China Publishes, Then Deletes Report of Potential Alien Signals

China Publishes, Then Deletes Report of Potential Alien Signals

Yesterday, Science and Technology Daily, a state-backed media outlet in China, published what could have been an exciting piece of news: Researchers recorded radio signals that looked like evidence of extraterrestrial technology. Rogue blips from an advanced alien civilisation made their way to Earth? Well, probably not, because the twist here isn’t that we may have found aliens; it’s that Science and Technology Daily quickly pulled the story from its website, Bloomberg reported.

The reported observations came from the Sky Eye telescope in China, according to the article from Science and Technology Daily, which was re-uploaded on WeChat.
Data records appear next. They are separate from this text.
//! Traffic light driven by staged callbacks
//!
//! Run with `RUST_LOG=staged_fsm=debug cargo run --example traffic_light`.

use staged_fsm::{goto, MachineConfig, StageKind, State, StateId, StateMachine};
use std::sync::atomic::{AtomicUsize, Ordering};
use std::sync::Arc;
use std::time::Duration;

#[derive(Clone, Debug, PartialEq, Eq, Hash, StateId)]
enum Light {
    Red,
    Green,
    Amber,
    Flashing,
}

#[tokio::main]
async fn main() -> Result<(), staged_fsm::FsmError> {
    tracing_subscriber::fmt()
        .with_env_filter(
            std::env::var("RUST_LOG").unwrap_or_else(|_| "staged_fsm=debug".to_string()),
        )
        .init();

    let cycles = Arc::new(AtomicUsize::new(0));

    let red = {
        let cycles = cycles.clone();
        State::builder(Light::Red)
            .on_enter(move || {
                let cycles = cycles.clone();
                async move {
                    let n = cycles.fetch_add(1, Ordering::SeqCst) + 1;
                    println!("cycle {n}: red");
                    Ok(())
                }
            })
            .on_run(|| async {
                tokio::time::sleep(Duration::from_millis(300)).await;
                goto(Light::Green)
            })
            .build()?
    };

    let green = State::builder(Light::Green)
        .on_enter(|| async {
            println!("green");
            Ok(())
        })
        // The sensor polls forever; the stage timeout ends the phase.
        .on_run(|| async {
            tokio::time::sleep(Duration::from_millis(50)).await;
            Ok(())
        })
        .timeout_to(StageKind::Run, Duration::from_millis(400), Light::Amber)
        .build()?;

    let amber = {
        let cycles = cycles.clone();
        State::builder(Light::Amber)
            .on_run(|| async {
                tokio::time::sleep(Duration::from_millis(150)).await;
                goto(Light::Red)
            })
            .on_exit(move || {
                let cycles = cycles.clone();
                async move {
                    if cycles.load(Ordering::SeqCst) >= 3 {
                        goto(Light::Flashing)
                    } else {
                        Ok(())
                    }
                }
            })
            .build()?
    };

    let flashing = State::builder(Light::Flashing)
        .on_enter(|| async {
            println!("flashing amber until shutdown");
            Ok(())
        })
        .on_run(|| async {
            std::future::pending::<()>().await;
            Ok(())
        })
        .build()?;

    let mut machine =
        StateMachine::with_all_states(vec![red, green, amber, flashing], Light::Red)?
            .with_config(MachineConfig {
                transition_pause: Duration::from_millis(10),
            });

    let outcome = tokio::time::timeout(Duration::from_secs(5), machine.run_loop()).await;
    match outcome {
        Ok(Err(err)) => return Err(err),
        Ok(Ok(never)) => match never {},
        Err(_) => println!("stopped in {}", machine.active_state().name()),
    }
    Ok(())
}
//! Fork-join execution of one stage's callbacks.
//!
//! All callbacks of a group are polled in place by the future returned from
//! [`run_group`]; nothing is spawned. Resolving the group, or dropping it because the
//! timeout fired or the caller was cancelled, drops every callback future still in
//! flight, so no callback outlives its group.

use std::task::Poll;
use std::time::Duration;

use futures::future::poll_fn;

use crate::handlers::SharedCallback;
use crate::types::{
    BoxError, BoxFuture, CallbackError, CallbackResult, ReplayPolicy, StateId, TransitionSignal,
};

/// How a callback group resolved
#[derive(Debug)]
pub(crate) enum GroupOutcome<S> {
    /// Every callback returned `Ok(())`. Only reachable under [`ReplayPolicy::RunOnce`].
    Completed,
    /// A callback requested a transition
    Signalled(TransitionSignal<S>),
    /// A callback failed
    Failed(BoxError),
    /// The group timeout elapsed first
    TimedOut,
}

/// Run `callbacks` concurrently and resolve on the first signal or error.
///
/// When several callbacks finish with a signal or error during the same wake-up, the
/// one earliest in `callbacks` wins and the others are discarded.
pub(crate) async fn run_group<S: StateId>(
    callbacks: &[SharedCallback<S>],
    policy: ReplayPolicy,
    timeout: Option<Duration>,
) -> GroupOutcome<S> {
    if callbacks.is_empty() {
        return GroupOutcome::Completed;
    }

    let tasks = callbacks
        .iter()
        .map(|callback| Some(drive(callback.clone(), policy)))
        .collect();

    match timeout {
        Some(limit) => match tokio::time::timeout(limit, join_first(tasks)).await {
            Ok(outcome) => outcome,
            Err(_) => GroupOutcome::TimedOut,
        },
        None => join_first(tasks).await,
    }
}

fn drive<S: StateId>(
    callback: SharedCallback<S>,
    policy: ReplayPolicy,
) -> BoxFuture<'static, CallbackResult<S>> {
    match policy {
        ReplayPolicy::RunOnce => Box::pin(async move { callback.call().await }),
        ReplayPolicy::RunForever => Box::pin(run_forever(callback)),
    }
}

async fn run_forever<S: StateId>(callback: SharedCallback<S>) -> CallbackResult<S> {
    loop {
        callback.call().await?;
        tokio::task::yield_now().await;
    }
}

async fn join_first<S>(
    mut tasks: Vec<Option<BoxFuture<'static, CallbackResult<S>>>>,
) -> GroupOutcome<S> {
    poll_fn(|cx| {
        let mut pending = false;
        for slot in tasks.iter_mut() {
            let Some(task) = slot.as_mut() else {
                continue;
            };
            match task.as_mut().poll(cx) {
                Poll::Pending => pending = true,
                Poll::Ready(Ok(())) => *slot = None,
                Poll::Ready(Err(CallbackError::Transition(signal))) => {
                    return Poll::Ready(GroupOutcome::Signalled(signal));
                }
                Poll::Ready(Err(CallbackError::Failed(err))) => {
                    return Poll::Ready(GroupOutcome::Failed(err));
                }
            }
        }
        if pending {
            Poll::Pending
        } else {
            Poll::Ready(GroupOutcome::Completed)
        }
    })
    .await
}
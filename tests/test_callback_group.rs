//! Callback group semantics, observed through a single stage
//!
//! What it tests:
//! - Run-forever callbacks are re-invoked until they ask for a transition
//! - A transition or an error cancels every sibling callback of the stage
//! - Simultaneous transitions resolve to the earliest callback in the stage
//! - Run-once groups finish normally when every callback returns

use staged_fsm::{
    goto, Callback, CallbackError, CallbackResult, FsmError, ReplayPolicy, StageKind,
    StageOutcome, State, StateId,
};
use std::sync::atomic::{AtomicBool, AtomicUsize, Ordering};
use std::sync::Arc;
use std::time::Duration;
use tokio::sync::Mutex;
use tokio::time::sleep;

#[derive(Clone, Debug, PartialEq, Eq, Hash, StateId)]
enum Pump {
    Priming,
    Pumping,
    Draining,
}

#[tokio::test]
async fn run_forever_invokes_callback_until_it_signals() {
    const NOOPS: usize = 5;
    let calls = Arc::new(AtomicUsize::new(0));
    let counter = calls.clone();

    let state = State::builder(Pump::Pumping)
        .on_run(move || {
            let counter = counter.clone();
            async move {
                if counter.fetch_add(1, Ordering::SeqCst) < NOOPS {
                    Ok(())
                } else {
                    goto(Pump::Draining)
                }
            }
        })
        .build()
        .unwrap();

    let outcome = state
        .stage(StageKind::Run)
        .run(state.name(), StageKind::Run)
        .await
        .unwrap();

    assert_eq!(
        outcome,
        StageOutcome::Transition(staged_fsm::TransitionSignal::to(Pump::Draining))
    );
    assert_eq!(calls.load(Ordering::SeqCst), NOOPS + 1);
}

#[tokio::test]
async fn run_forever_lets_siblings_make_progress() {
    let ticks = Arc::new(AtomicUsize::new(0));
    let ticker = ticks.clone();
    let observer = ticks.clone();

    let state = State::builder(Pump::Pumping)
        // Never suspends on its own: only the yield between invocations lets the
        // sibling run.
        .on_run(move || {
            let ticker = ticker.clone();
            async move {
                ticker.fetch_add(1, Ordering::SeqCst);
                Ok(())
            }
        })
        .on_run(move || {
            let observer = observer.clone();
            async move {
                if observer.load(Ordering::SeqCst) >= 10 {
                    goto(Pump::Draining)
                } else {
                    Ok(())
                }
            }
        })
        .build()
        .unwrap();

    let outcome = state
        .stage(StageKind::Run)
        .run(state.name(), StageKind::Run)
        .await
        .unwrap();

    assert!(matches!(outcome, StageOutcome::Transition(ref s) if s.target == Pump::Draining));
    assert!(ticks.load(Ordering::SeqCst) >= 10);
}

#[tokio::test]
async fn transition_cancels_sibling_callbacks() {
    let finished = Arc::new(AtomicBool::new(false));
    let flag = finished.clone();

    let state = State::builder(Pump::Pumping)
        .on_run(move || {
            let flag = flag.clone();
            async move {
                sleep(Duration::from_millis(200)).await;
                flag.store(true, Ordering::SeqCst);
                Ok(())
            }
        })
        .on_run(|| async {
            sleep(Duration::from_millis(10)).await;
            goto(Pump::Draining)
        })
        .build()
        .unwrap();

    let outcome = state
        .stage(StageKind::Run)
        .run(state.name(), StageKind::Run)
        .await
        .unwrap();
    assert!(matches!(outcome, StageOutcome::Transition(_)));

    // The slow sibling was dropped, so it can never finish later.
    sleep(Duration::from_millis(300)).await;
    assert!(!finished.load(Ordering::SeqCst));
}

#[tokio::test]
async fn callback_error_is_fatal_and_cancels_siblings() {
    let finished = Arc::new(AtomicBool::new(false));
    let flag = finished.clone();

    let state = State::builder(Pump::Priming)
        .on_enter(move || {
            let flag = flag.clone();
            async move {
                sleep(Duration::from_millis(200)).await;
                flag.store(true, Ordering::SeqCst);
                Ok(())
            }
        })
        .on_enter(|| async { Err(CallbackError::failed("valve stuck")) })
        .on_run(|| async { goto(Pump::Pumping) })
        .build()
        .unwrap();

    let err = state
        .stage(StageKind::Entry)
        .run(state.name(), StageKind::Entry)
        .await
        .unwrap_err();

    match &err {
        FsmError::CallbackFailed { state, stage, source } => {
            assert_eq!(state, "Priming");
            assert_eq!(*stage, StageKind::Entry);
            assert_eq!(source.to_string(), "valve stuck");
        }
        other => panic!("unexpected error: {other}"),
    }
    assert_eq!(
        err.to_string(),
        "callback failed in state Priming, stage entry: valve stuck"
    );

    sleep(Duration::from_millis(300)).await;
    assert!(!finished.load(Ordering::SeqCst));
}

#[tokio::test]
async fn simultaneous_transitions_pick_the_earliest_callback() {
    // Both callbacks finish on the same poll; the first registered one wins every time.
    for _ in 0..20 {
        let state = State::builder(Pump::Pumping)
            .on_run(|| async { goto(Pump::Draining) })
            .on_run(|| async { goto(Pump::Priming) })
            .build()
            .unwrap();

        let outcome = state
            .stage(StageKind::Run)
            .run(state.name(), StageKind::Run)
            .await
            .unwrap();
        assert!(matches!(outcome, StageOutcome::Transition(ref s) if s.target == Pump::Draining));
    }
}

#[tokio::test]
async fn run_once_stage_completes_after_every_callback() {
    let log = Arc::new(Mutex::new(Vec::new()));
    let first = log.clone();
    let second = log.clone();

    let state = State::builder(Pump::Draining)
        .on_exit(move || {
            let first = first.clone();
            async move {
                sleep(Duration::from_millis(20)).await;
                first.lock().await.push("slow");
                Ok(())
            }
        })
        .on_exit(move || {
            let second = second.clone();
            async move {
                second.lock().await.push("fast");
                Ok(())
            }
        })
        .on_run(|| async { goto(Pump::Priming) })
        .build()
        .unwrap();

    let outcome = state
        .stage(StageKind::Exit)
        .run(state.name(), StageKind::Exit)
        .await
        .unwrap();

    assert_eq!(outcome, StageOutcome::Completed);
    // Both ran concurrently: the fast one finished first.
    assert_eq!(*log.lock().await, vec!["fast", "slow"]);
}

#[tokio::test]
async fn empty_stage_completes_immediately() {
    let state = State::builder(Pump::Priming)
        .on_run(|| async { goto(Pump::Pumping) })
        .replay(StageKind::Entry, ReplayPolicy::RunForever)
        .build()
        .unwrap();

    let outcome = state
        .stage(StageKind::Entry)
        .run(state.name(), StageKind::Entry)
        .await
        .unwrap();
    assert_eq!(outcome, StageOutcome::Completed);
}

#[tokio::test]
async fn callback_objects_run_alongside_closures() {
    struct Gauge {
        reads: AtomicUsize,
    }

    #[async_trait::async_trait]
    impl Callback<Pump> for Arc<Gauge> {
        async fn call(&self) -> CallbackResult<Pump> {
            if self.reads.fetch_add(1, Ordering::SeqCst) == 2 {
                goto(Pump::Draining)
            } else {
                Ok(())
            }
        }
    }

    let gauge = Arc::new(Gauge {
        reads: AtomicUsize::new(0),
    });

    let state = State::builder(Pump::Pumping)
        .callback(StageKind::Run, gauge.clone())
        .build()
        .unwrap();

    let outcome = state
        .stage(StageKind::Run)
        .run(state.name(), StageKind::Run)
        .await
        .unwrap();

    assert!(matches!(outcome, StageOutcome::Transition(ref s) if s.target == Pump::Draining));
    assert_eq!(gauge.reads.load(Ordering::SeqCst), 3);
}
The telescope is a 500-metre dish that is sensitive to low-frequency radio signals. Sky Eye began hunting for potential extraterrestrial transmissions in September 2020.

The article, via Google Translate, reads:

A few days ago, Professor Zhang Tongjie, chief scientist of the China Extraterrestrial Civilisation Research Group of the Department of Astronomy and Extraterrestrial Civilisation Research Group of Beijing Normal University, revealed that his team used the “Chinese Sky Eye” to discover several cases of possible technological traces and extraterrestrial civilizations from outside the earth… Zhang Tongjie said that these are several narrow-band electromagnetic signals different from the past, and the team is currently working on further investigation.

…in 2020, the team discovered two groups of suspicious signals of extraterrestrial civilizations during the data processing of the “China Sky Eye” 2019 synchronic sky survey observations. In 2022, the team found another suspicious signal from exoplanet target observation data.

“The possibility that the suspicious signal is some kind of radio interference is also very high, and it needs to be further confirmed and ruled out. This may be a long process.” Zhang Tongjie said…

Indeed, whatever the signals were (and, for now, we have no information about them), it’s most likely that they come from a natural phenomenon or interference from human technology. That said, the search for extraterrestrial intelligence (SETI) is an important one, which is why the scientists should share what data they have, so that the larger research community can investigate these supposed “candidate signals” fully.

This wouldn’t be the first time astronomers have picked up radio signals that they couldn’t immediately explain. A mysterious outburst from Proxima Centauri was recorded in 2019 by researchers in the Breakthrough Listen project. The signal lasted hours and was picked up by a telescope at the CSIRO Parkes Observatory in Australia. Two years later, astronomers determined the signal was likely emitted from Earth in a way that fooled the telescope. In 2018, Canadian researchers caught a fast-radio burst that was probably an emission from a certain kind of neutron star. A rogue signal in 2015 was even traced back to a microwave.

Unlike the recent Congressional hearings on UFOs, SETI is a rigorous scientific endeavour that relies on transparent data collection, peer review, and heaping doses of scepticism. It’s not clear why this recent report from China was shared and then deleted, but we look forward to learning more about these apparent signals and what might have caused them.